According to Van Seters, Egyptian, Mesopotamian, and early Greek historiography bridged recent history with theogony and a legendary time of heroes. What set Herodotus apart from the Greek prose writers before him, however, was that he shied away from "mythological and legendary explanation" in his history (page 24). According to Van Seters, Herodotus "dismisses rather briefly (1.1-5) the whole matter of causes from the heroic age and raises the question of responsibility within the time and scope of the historical period itself" (page 24). Moreover, Van Seters associates Herodotus with the Ionian enlightenment, which "encouraged a critical approach to [Homer and Hesiod] that rationalized their miraculous elements and also corrected them by new information" (page 22). As a rule, Herodotus was a rationalistic historian, although there may be some exceptions to this rule in his history.

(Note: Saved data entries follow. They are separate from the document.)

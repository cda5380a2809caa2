// Copyright (c) 2026 Graphcore Ltd. All rights reserved.

//! The fields and behaviour shared by every node of the resource model.

use serde_yaml::Value;

use crate::document::optional_str;
use crate::kernel::Kernel;
use crate::memory::Memory;
use crate::port::Port;
use crate::types::{ResourceId, ResourceResult};

/// Field of a description object that names a device-level resource.
pub const DEVICE_NAME_FIELD: &str = "devicename";

/// Identity, position in the hierarchy and reservation state.
#[derive(Clone, Debug, Default, PartialEq)]
pub struct Resource {
    /// Identifier, unique within the owning scope only.
    pub name: String,

    /// Enclosing resource. Only the root of a topology has none.
    pub parent: Option<ResourceId>,

    /// Set while the resource is allocated to an in-flight scheduling
    /// decision.
    pub is_reserved: bool,
}

impl Resource {
    #[must_use]
    pub fn new(name: &str, parent: Option<ResourceId>) -> Self {
        Self {
            name: name.to_string(),
            parent,
            is_reserved: false,
        }
    }

    /// Create a resource named by the `devicename` field of `description`.
    pub fn from_description(description: Option<&Value>) -> ResourceResult<Self> {
        let mut resource = Self::default();
        resource.set_name_from_description(description)?;
        Ok(resource)
    }

    /// Take the name from the `devicename` field of a description object.
    ///
    /// A missing object or a missing field leaves the resource unnamed.
    pub fn set_name_from_description(&mut self, description: Option<&Value>) -> ResourceResult {
        let name = match description {
            Some(description) => optional_str(description, "device", DEVICE_NAME_FIELD)?,
            None => None,
        };
        self.set_name(name.unwrap_or(""));
        Ok(())
    }
}

/// Access to the common [`Resource`] fields of any node kind.
pub trait GetResource {
    fn resource(&self) -> &Resource;
    fn resource_mut(&mut self) -> &mut Resource;

    fn name(&self) -> &str {
        &self.resource().name
    }

    fn parent(&self) -> Option<ResourceId> {
        self.resource().parent
    }

    fn is_reserved(&self) -> bool {
        self.resource().is_reserved
    }

    fn set_name(&mut self, name: &str) {
        self.resource_mut().name = name.to_string();
    }

    /// Rewrite the back-link only. Keeping the tree consistent is up to the
    /// caller; [`Topology::set_parent`](crate::topology::Topology::set_parent)
    /// does the checking.
    fn set_parent(&mut self, parent: Option<ResourceId>) {
        self.resource_mut().parent = parent;
    }

    fn reserve(&mut self) {
        self.resource_mut().is_reserved = true;
    }

    fn reset_reservation(&mut self) {
        self.resource_mut().is_reserved = false;
    }
}

impl GetResource for Resource {
    fn resource(&self) -> &Resource {
        self
    }

    fn resource_mut(&mut self) -> &mut Resource {
        self
    }
}

/// A node stored in a [`Topology`](crate::topology::Topology).
///
/// `Container` is a purely structural resource such as the device, a level of
/// the memory hierarchy or a tile.
#[derive(Clone, Debug, PartialEq)]
pub enum Node {
    Container(Resource),
    Port(Port),
    Kernel(Kernel),
    Memory(Memory),
}

impl Node {
    #[must_use]
    pub fn kind_name(&self) -> &'static str {
        match self {
            Node::Container(_) => "container",
            Node::Port(_) => "port",
            Node::Kernel(_) => "kernel",
            Node::Memory(_) => "memory",
        }
    }

    #[must_use]
    pub fn as_port(&self) -> Option<&Port> {
        match self {
            Node::Port(port) => Some(port),
            _ => None,
        }
    }

    #[must_use]
    pub fn as_port_mut(&mut self) -> Option<&mut Port> {
        match self {
            Node::Port(port) => Some(port),
            _ => None,
        }
    }

    #[must_use]
    pub fn as_kernel(&self) -> Option<&Kernel> {
        match self {
            Node::Kernel(kernel) => Some(kernel),
            _ => None,
        }
    }

    #[must_use]
    pub fn as_memory(&self) -> Option<&Memory> {
        match self {
            Node::Memory(memory) => Some(memory),
            _ => None,
        }
    }

    #[must_use]
    pub fn as_memory_mut(&mut self) -> Option<&mut Memory> {
        match self {
            Node::Memory(memory) => Some(memory),
            _ => None,
        }
    }
}

impl GetResource for Node {
    fn resource(&self) -> &Resource {
        match self {
            Node::Container(resource) => resource,
            Node::Port(port) => port.resource(),
            Node::Kernel(kernel) => kernel.resource(),
            Node::Memory(memory) => memory.resource(),
        }
    }

    fn resource_mut(&mut self) -> &mut Resource {
        match self {
            Node::Container(resource) => resource,
            Node::Port(port) => port.resource_mut(),
            Node::Kernel(kernel) => kernel.resource_mut(),
            Node::Memory(memory) => memory.resource_mut(),
        }
    }
}

impl From<Resource> for Node {
    fn from(resource: Resource) -> Self {
        Node::Container(resource)
    }
}

impl From<Port> for Node {
    fn from(port: Port) -> Self {
        Node::Port(port)
    }
}

impl From<Kernel> for Node {
    fn from(kernel: Kernel) -> Self {
        Node::Kernel(kernel)
    }
}

impl From<Memory> for Node {
    fn from(memory: Memory) -> Self {
        Node::Memory(memory)
    }
}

On page 21, Van Seters quotes a dictionary's definition of an epic: "a long, formal, narrative form in elevated style, typically having as its subject heroic exploits and achievements or grandiose events." Examples of epics include the Iliad and the Odyssey. Van Seters does not regard the Hebrew Bible's stories as epics. The Yahwist in Genesis portrays the age of heroes and the origin of civilization in a negative light (think the Cain, the Nephilim, and Nimrod). Abraham's travels are "not adventures like those of the Odyssey" (page 29). And, on pages 29-30, Van Seters states regarding the story of Moses:

"The story of Moses is hardly any closer to a heroic model or an epic presentation. His rescue as a foundling is a folktale that could be used of a hero, but it could also be told of a historic person of recent history, as it was of Cyrus by Herodotus. Moses' youthful attempt at delivering his people by force of arms is a failure, and he flees out of fear of the king's threat. When his call as a deliverer does come he tries very hard to excuse himself from the challenge. His contest with the king of Egypt is by the prophetic words and succeeds when the Israelites flee or are driven from the land. The rebellions of the people in the wilderness and the other trials are hardly akin to the labors of Heracles. And the long digression on the laws hardly fits the epic pattern. Even the battles with Sihon and Og are treated as reports in a manner similar to Israel's own historiographic tradition in Samuel and Kings."

Van Seters' agenda in distinguishing the Pentateuch's historiography from epic appears to be to undermine the view that there is "an original poetic epic behind the sources of the Pentateuch [which argues] for the great antiquity of its 'history' through a long stage of oral tradition" (page 30). Van Seters' wonders why poetic epics survived in Greece and Mesopotamia, but not in ancient Israel---if there indeed was an epic poem behind the Pentateuch. So Van Seters is critiquing traditio-criticism.

What confuses me is this: Does Van Seters distinguish epics from historiography? On page 29, Van Seters denies that Genesis is an epic, and then states: "For the most part we have a genealogical succession in which the patriarchs' lives are filled out with folktales, etiological motifs, anecdotes, and novellas. There are stories dealing with the origins of neighboring peoples and some supplementary genealogical digressions. All this belongs to the stuff of the historiographic tradition." Here, Van Seters appears to distinguish historiography from epic.

Yet, on pages 200-201, Van Seters seems to cite the Iliad as an example of historiography. And, in the quote from page 136, Van Seters says that Egyptian, Mesopotamian, and early Greek histories had theogonies and a legendary time of heroes.